## Wednesday, April 04, 2012

### Xtend Example : Working with Distances

This is an example showing how to do arithmetics with distances in Xtend. It uses operator overloading and extension methods
Here’s what we want to be able write:
class HelloDistance {
@Test def void testOperators() {
assertEquals( 23.cm , 10.mm + 22.cm )
assertEquals( 3.km , 1.km * 3 )
assertEquals( 1_019_99_7.mm, 1.km + 20.m - 3.mm )
}
}
The first thing we need to do in order to be able to create distances like shown in the example above, is to define extension methods for the type int.

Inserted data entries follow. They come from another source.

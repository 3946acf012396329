mod admin;
mod common;
mod tenant_data;

pub use admin::{AdminAccessAuditEventResponse, AdminAuditEventsQuery, AdminReadQuery};
pub use common::{HealthDependencyStatus, HealthResponse, RlsHealthResponse};
pub use tenant_data::{CreateTodoRequest, TodoResponse, UpdateTodoRequest, UserResponse};
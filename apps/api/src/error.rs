use axum::Json;
use axum::http::StatusCode;
use axum::response::{IntoResponse, Response};
use palisade_core::AppError;
use tracing::error;

mod types;

pub use types::ErrorResponse;

/// HTTP API error wrapper around core application errors.
#[derive(Debug)]
pub struct ApiError(pub AppError);

impl From<AppError> for ApiError {
    fn from(value: AppError) -> Self {
        Self(value)
    }
}

impl ApiError {
    fn status(&self) -> StatusCode {
        match self.0 {
            AppError::Validation(_) | AppError::InvalidJustification(_) => StatusCode::BAD_REQUEST,
            AppError::AuthenticationRequired(_) | AppError::TenantClaimMissing(_) => {
                StatusCode::UNAUTHORIZED
            }
            AppError::CrossTenantViolation { .. } | AppError::UnauthorizedAccess(_) => {
                StatusCode::FORBIDDEN
            }
            AppError::NotFound(_) => StatusCode::NOT_FOUND,
            AppError::Conflict(_) => StatusCode::CONFLICT,
            AppError::Internal(_) => StatusCode::INTERNAL_SERVER_ERROR,
        }
    }
}

impl IntoResponse for ApiError {
    fn into_response(self) -> Response {
        let status = self.status();
        if status.is_server_error() {
            error!(error = %self.0, "request failed");
        }

        let payload = Json(ErrorResponse::new(self.0.code(), self.0.to_string()));

        (status, payload).into_response()
    }
}

/// Standard API result type.
pub type ApiResult<T> = Result<T, ApiError>;

#[cfg(test)]
mod tests {
    use axum::http::StatusCode;
    use axum::response::IntoResponse;
    use palisade_core::AppError;

    use super::ApiError;

    #[test]
    fn resolution_failures_are_unauthorized() {
        for error in [
            AppError::AuthenticationRequired("no token".to_owned()),
            AppError::TenantClaimMissing("no tenant".to_owned()),
        ] {
            assert_eq!(
                ApiError(error).into_response().status(),
                StatusCode::UNAUTHORIZED
            );
        }
    }

    #[test]
    fn isolation_failures_are_forbidden() {
        let violation = AppError::CrossTenantViolation {
            entity_type: "todo".to_owned(),
            entity_tenant_id: "tenant-bbb".to_owned(),
            acting_tenant_id: "tenant-aaa".to_owned(),
        };

        assert_eq!(
            ApiError(violation).into_response().status(),
            StatusCode::FORBIDDEN
        );
        assert_eq!(
            ApiError(AppError::UnauthorizedAccess("not an operator".to_owned()))
                .into_response()
                .status(),
            StatusCode::FORBIDDEN
        );
    }

    #[test]
    fn missing_justification_is_a_bad_request() {
        assert_eq!(
            ApiError(AppError::InvalidJustification("reason required".to_owned()))
                .into_response()
                .status(),
            StatusCode::BAD_REQUEST
        );
    }
}
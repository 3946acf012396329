use std::sync::{Arc, OnceLock};

use crate::{AppError, AppResult, TenantId};

/// Tenant identity for one inbound request or one background job invocation.
///
/// A context starts empty and is populated at most once. Clones share the same
/// slot, so the resolver and every downstream consumer of a request observe one
/// value. Contexts are never shared between requests.
#[derive(Debug, Clone, Default)]
pub struct TenantContext {
    tenant_id: Arc<OnceLock<TenantId>>,
}

impl TenantContext {
    /// Creates an empty context, as used by migrations and background jobs.
    #[must_use]
    pub fn new() -> Self {
        Self::default()
    }

    /// Creates a context already bound to a tenant.
    #[must_use]
    pub fn for_tenant(tenant_id: TenantId) -> Self {
        let context = Self::new();
        let _ = context.tenant_id.set(tenant_id);
        context
    }

    /// Binds the context to a tenant.
    ///
    /// Setting the same tenant again is a no-op. Attempting to rebind to a
    /// different tenant fails and leaves the original value in place.
    pub fn set_tenant(&self, tenant_id: TenantId) -> AppResult<()> {
        match self.tenant_id.get() {
            Some(existing) if existing == &tenant_id => Ok(()),
            Some(existing) => Err(AppError::Conflict(format!(
                "tenant context is already bound to '{existing}' and cannot switch to '{tenant_id}'"
            ))),
            None => {
                if let Err(rejected) = self.tenant_id.set(tenant_id) {
                    // Lost a race with another writer of the same request.
                    return self.set_tenant(rejected);
                }
                Ok(())
            }
        }
    }

    /// Returns the acting tenant, if one has been resolved.
    #[must_use]
    pub fn tenant_id(&self) -> Option<&TenantId> {
        self.tenant_id.get()
    }

    /// Returns whether the context carries a tenant.
    #[must_use]
    pub fn is_set(&self) -> bool {
        self.tenant_id.get().is_some()
    }
}
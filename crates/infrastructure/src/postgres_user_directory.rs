use async_trait::async_trait;
use palisade_application::{UserDirectory, UserTenantLookup};
use palisade_core::{AppError, AppResult, TenantId};
use palisade_domain::UserId;
use sqlx::PgPool;
use uuid::Uuid;

/// PostgreSQL-backed user directory used as the tenant resolution fallback.
///
/// Runs before any tenant is known, so it goes through the
/// `lookup_tenant_by_subject` database function instead of the tenant-bound pool.
#[derive(Clone)]
pub struct PostgresUserDirectory {
    pool: PgPool,
}

impl PostgresUserDirectory {
    /// Creates a directory with the provided connection pool.
    #[must_use]
    pub fn new(pool: PgPool) -> Self {
        Self { pool }
    }
}

#[async_trait]
impl UserDirectory for PostgresUserDirectory {
    async fn lookup_tenant_by_subject(
        &self,
        subject: &str,
    ) -> AppResult<Option<UserTenantLookup>> {
        let row = sqlx::query_as::<_, (Uuid, String)>(
            r#"
            SELECT id, tenant_id
            FROM lookup_tenant_by_subject($1)
            "#,
        )
        .bind(subject)
        .fetch_optional(&self.pool)
        .await
        .map_err(|error| {
            AppError::Internal(format!("failed to look up tenant for subject: {error}"))
        })?;

        let Some((user_id, tenant_id)) = row else {
            return Ok(None);
        };

        Ok(Some(UserTenantLookup {
            user_id: UserId::from_uuid(user_id),
            tenant_id: TenantId::new(tenant_id)?,
        }))
    }
}

#[cfg(test)]
mod tests {
    use palisade_application::{ChangeStore, PendingChange, UserDirectory};
    use palisade_core::TenantContext;
    use palisade_domain::{EntityState, TenantRecord, TenantUser};

    use crate::PostgresTenantStore;
    use crate::test_support::{test_pool, unique_tenant};

    use super::PostgresUserDirectory;

    #[tokio::test]
    async fn subject_resolves_to_owning_tenant() {
        let Some(pool) = test_pool(2).await else {
            return;
        };
        let tenant_bbb = unique_tenant("tenant-bbb");
        let subject = format!("sub-123-{}", uuid::Uuid::new_v4());
        let user = TenantUser::new(tenant_bbb.clone(), subject.as_str(), "bob@example.com", "Bob")
            .unwrap_or_else(|_| unreachable!());
        let seeded = PostgresTenantStore::new(pool.clone())
            .apply(
                &TenantContext::for_tenant(tenant_bbb.clone()),
                &[PendingChange {
                    state: EntityState::Added,
                    record: TenantRecord::from(user.clone()),
                }],
            )
            .await;
        assert!(seeded.is_ok());

        let directory = PostgresUserDirectory::new(pool);
        let lookup = directory.lookup_tenant_by_subject(subject.as_str()).await;
        let missing = directory.lookup_tenant_by_subject("sub-nobody").await;

        let lookup = lookup.unwrap_or_default();
        assert_eq!(lookup.as_ref().map(|found| &found.tenant_id), Some(&tenant_bbb));
        assert_eq!(lookup.map(|found| found.user_id), Some(user.id()));
        assert!(missing.is_ok_and(|found| found.is_none()));
    }
}
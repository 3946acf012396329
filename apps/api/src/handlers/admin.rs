use axum::Json;
use axum::extract::{Extension, Path, Query, State};
use palisade_application::AdminAuditQuery;
use palisade_core::IdentityClaims;

use crate::dto::{
    AdminAccessAuditEventResponse, AdminAuditEventsQuery, AdminReadQuery, TodoResponse,
    UserResponse,
};
use crate::error::ApiResult;
use crate::state::AppState;

/// Operator identity is the verified subject claim. A missing subject is
/// passed through as blank and rejected by the admin service.
fn actor_id(claims: Option<&Extension<IdentityClaims>>) -> &str {
    match claims {
        Some(Extension(claims)) => claims.subject().unwrap_or_default(),
        None => "",
    }
}

pub async fn admin_list_tenant_users_handler(
    State(state): State<AppState>,
    claims: Option<Extension<IdentityClaims>>,
    Path(tenant_id): Path<String>,
    Query(query): Query<AdminReadQuery>,
) -> ApiResult<Json<Vec<UserResponse>>> {
    let users = state
        .admin_read_access_service
        .execute_read_only(
            actor_id(claims.as_ref()),
            tenant_id.as_str(),
            query.reason.as_deref().unwrap_or_default(),
            |scope| async move { scope.list_users().await },
        )
        .await?
        .into_iter()
        .map(UserResponse::from)
        .collect();

    Ok(Json(users))
}

pub async fn admin_list_tenant_todos_handler(
    State(state): State<AppState>,
    claims: Option<Extension<IdentityClaims>>,
    Path(tenant_id): Path<String>,
    Query(query): Query<AdminReadQuery>,
) -> ApiResult<Json<Vec<TodoResponse>>> {
    let todos = state
        .admin_read_access_service
        .execute_read_only(
            actor_id(claims.as_ref()),
            tenant_id.as_str(),
            query.reason.as_deref().unwrap_or_default(),
            |scope| async move { scope.list_todos().await },
        )
        .await?
        .into_iter()
        .map(TodoResponse::from)
        .collect();

    Ok(Json(todos))
}

pub async fn admin_audit_events_handler(
    State(state): State<AppState>,
    claims: Option<Extension<IdentityClaims>>,
    Query(query): Query<AdminAuditEventsQuery>,
) -> ApiResult<Json<Vec<AdminAccessAuditEventResponse>>> {
    let events = state
        .admin_read_access_service
        .list_audit_events(actor_id(claims.as_ref()), AdminAuditQuery::try_from(query)?)
        .await?
        .into_iter()
        .map(AdminAccessAuditEventResponse::from)
        .collect();

    Ok(Json(events))
}
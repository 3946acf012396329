use std::env;
use std::net::{IpAddr, SocketAddr};
use std::str::FromStr;

use palisade_application::{
    DEFAULT_ADMIN_ROLE, DEFAULT_ALTERNATE_TENANT_CLAIM, DEFAULT_TENANT_CLAIM,
    TenantResolutionSettings,
};
use palisade_core::AppError;
use tracing_subscriber::EnvFilter;

const MIN_JWT_SECRET_LENGTH: usize = 32;

#[derive(Debug, Clone)]
pub struct ApiConfig {
    pub migrate_only: bool,
    pub database_url: String,
    pub database_max_connections: u32,
    pub jwt_secret: String,
    pub frontend_url: String,
    pub api_host: String,
    pub api_port: u16,
    pub tenant_claim: String,
    pub alternate_tenant_claim: String,
    pub extra_bypass_paths: Vec<String>,
    pub admin_role: String,
    pub rls_startup_check: bool,
}

impl ApiConfig {
    pub fn load() -> Result<Self, AppError> {
        let migrate_only = env::args().nth(1).as_deref() == Some("migrate");

        let database_url = required_non_empty_env("DATABASE_URL")?;
        let database_max_connections = env::var("DATABASE_MAX_CONNECTIONS")
            .ok()
            .and_then(|value| value.parse::<u32>().ok())
            .filter(|value| *value > 0)
            .unwrap_or(10);

        let jwt_secret = required_env("JWT_SECRET")?;
        if jwt_secret.len() < MIN_JWT_SECRET_LENGTH {
            return Err(AppError::Validation(format!(
                "JWT_SECRET must be at least {MIN_JWT_SECRET_LENGTH} characters"
            )));
        }

        let frontend_url =
            env::var("FRONTEND_URL").unwrap_or_else(|_| "http://localhost:3000".to_owned());
        let api_host = env::var("API_HOST").unwrap_or_else(|_| "127.0.0.1".to_owned());
        let api_port = env::var("API_PORT")
            .ok()
            .and_then(|value| value.parse::<u16>().ok())
            .unwrap_or(3001);

        let tenant_claim = optional_non_empty_env("TENANT_CLAIM_NAME")
            .unwrap_or_else(|| DEFAULT_TENANT_CLAIM.to_owned());
        let alternate_tenant_claim = optional_non_empty_env("TENANT_CLAIM_ALT_NAME")
            .unwrap_or_else(|| DEFAULT_ALTERNATE_TENANT_CLAIM.to_owned());
        let extra_bypass_paths = env::var("TENANT_BYPASS_PATHS")
            .map(|value| parse_path_list(value.as_str()))
            .unwrap_or_default();
        let admin_role = optional_non_empty_env("ADMIN_ROLE_NAME")
            .unwrap_or_else(|| DEFAULT_ADMIN_ROLE.to_owned());
        let rls_startup_check = env::var("RLS_STARTUP_CHECK")
            .map(|value| !value.trim().eq_ignore_ascii_case("false"))
            .unwrap_or(true);

        Ok(Self {
            migrate_only,
            database_url,
            database_max_connections,
            jwt_secret,
            frontend_url,
            api_host,
            api_port,
            tenant_claim,
            alternate_tenant_claim,
            extra_bypass_paths,
            admin_role,
            rls_startup_check,
        })
    }

    pub fn socket_address(&self) -> Result<SocketAddr, AppError> {
        let host = IpAddr::from_str(&self.api_host).map_err(|error| {
            AppError::Internal(format!("invalid API_HOST '{}': {error}", self.api_host))
        })?;
        Ok(SocketAddr::from((host, self.api_port)))
    }

    pub fn tenant_resolution_settings(&self) -> TenantResolutionSettings {
        TenantResolutionSettings::new(
            self.tenant_claim.as_str(),
            self.alternate_tenant_claim.as_str(),
        )
        .with_bypass_prefixes(self.extra_bypass_paths.iter().cloned())
    }
}

pub fn init_tracing() {
    let env_filter = EnvFilter::try_from_default_env().unwrap_or_else(|_| EnvFilter::new("info"));

    tracing_subscriber::fmt()
        .with_env_filter(env_filter)
        .with_target(false)
        .compact()
        .init();
}

fn parse_path_list(value: &str) -> Vec<String> {
    value
        .split(',')
        .map(str::trim)
        .filter(|path| !path.is_empty())
        .map(ToOwned::to_owned)
        .collect()
}

fn required_env(name: &str) -> Result<String, AppError> {
    env::var(name).map_err(|_| AppError::Validation(format!("{name} is required")))
}

fn required_non_empty_env(name: &str) -> Result<String, AppError> {
    let value = required_env(name)?;
    if value.trim().is_empty() {
        return Err(AppError::Validation(format!("{name} must not be empty")));
    }

    Ok(value)
}

fn optional_non_empty_env(name: &str) -> Option<String> {
    env::var(name)
        .ok()
        .map(|value| value.trim().to_owned())
        .filter(|value| !value.is_empty())
}

#[cfg(test)]
mod tests {
    use super::parse_path_list;

    #[test]
    fn bypass_path_list_skips_blank_entries() {
        assert_eq!(
            parse_path_list(" /metrics, ,/api/public ,"),
            vec!["/metrics".to_owned(), "/api/public".to_owned()]
        );
    }
}
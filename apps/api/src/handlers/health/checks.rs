use palisade_infrastructure::{RlsHealth, RowLevelSecurityHealthCheck};

use super::*;

pub(super) async fn check_postgres(pool: Option<sqlx::PgPool>) -> HealthDependencyStatus {
    let Some(pool) = pool else {
        return HealthDependencyStatus {
            status: "disabled",
            detail: None,
        };
    };

    let check = sqlx::query_scalar::<_, i32>("SELECT 1")
        .fetch_one(&pool)
        .await;

    match check {
        Ok(_) => HealthDependencyStatus {
            status: "ok",
            detail: None,
        },
        Err(error) => HealthDependencyStatus {
            status: "error",
            detail: Some(format!("postgres check failed: {error}")),
        },
    }
}

pub(super) async fn check_row_level_security(
    health_check: Option<RowLevelSecurityHealthCheck>,
) -> RlsHealth {
    match health_check {
        Some(health_check) => health_check.check().await,
        None => RlsHealth::Degraded(
            "row-level security is not available without postgres storage".to_owned(),
        ),
    }
}
use chrono::{DateTime, Utc};
use serde::{Deserialize, Serialize};
use ts_rs::TS;

/// Query string for administrative tenant reads.
#[derive(Debug, Default, Deserialize)]
pub struct AdminReadQuery {
    /// Audit justification, for example a support ticket reference.
    #[serde(default)]
    pub reason: Option<String>,
}

/// Query string for the administrative access audit log.
#[derive(Debug, Default, Deserialize)]
pub struct AdminAuditEventsQuery {
    pub target_tenant_id: Option<String>,
    pub admin_user_id: Option<String>,
    pub from: Option<DateTime<Utc>>,
    pub to: Option<DateTime<Utc>>,
    pub limit: Option<usize>,
    pub offset: Option<usize>,
}

/// API representation of one administrative access audit event.
#[derive(Debug, Serialize, TS)]
#[ts(
    export,
    export_to = "../../../packages/api-types/src/generated/admin-access-audit-event-response.ts"
)]
pub struct AdminAccessAuditEventResponse {
    pub event_id: String,
    pub admin_user_id: String,
    pub target_tenant_id: String,
    pub reason: String,
    pub status: String,
    pub error_detail: Option<String>,
    pub occurred_at: String,
}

We create a new class, call it Distance and add the following static methods:
class Distance {
def static mm(int millimeters) {
new Distance(millimeters) // not yet existing
}
def static cm(int centimeters) {
mm(centimeters * 10)
}
def static m(int meters) {
cm(meters * 100)
}
def static km(int kilometers) {
m(kilometers * 1000)
}
}
In order to add the static methods as extensions to the type int, we have to add the following import declaration in our test class:
import static extension my.example.Distance.*
As you can see we call a not yet existing constructor which takes the distance in millimeters as an int. So let’s add the missing constructor and add the corresponding field to the Distance class:
int mm
new(int mm) {
this.mm = mm
}
Since this is an immutable value object we might also want to have a proper equals and hashcode implementation:
override equals(Object obj) {
switch obj {
Distance : this.mm == obj.mm
default : super.equals(obj)
}
}
override hashCode() {
this.mm
}
Finally we need to add definitions for the arithmetic operators we want to use:
def operator_plus(Distance other) {
return new Distance(this.mm + other.mm)
}
def operator_minus(Distance other) {
return new Distance(this.mm - other.mm)
}
def operator_multiply(int times) {
return new Distance(this.mm * times)
}
That’s it. It’s just API definition, and of course since Xtend is statically typed the tooling will guide you when using it.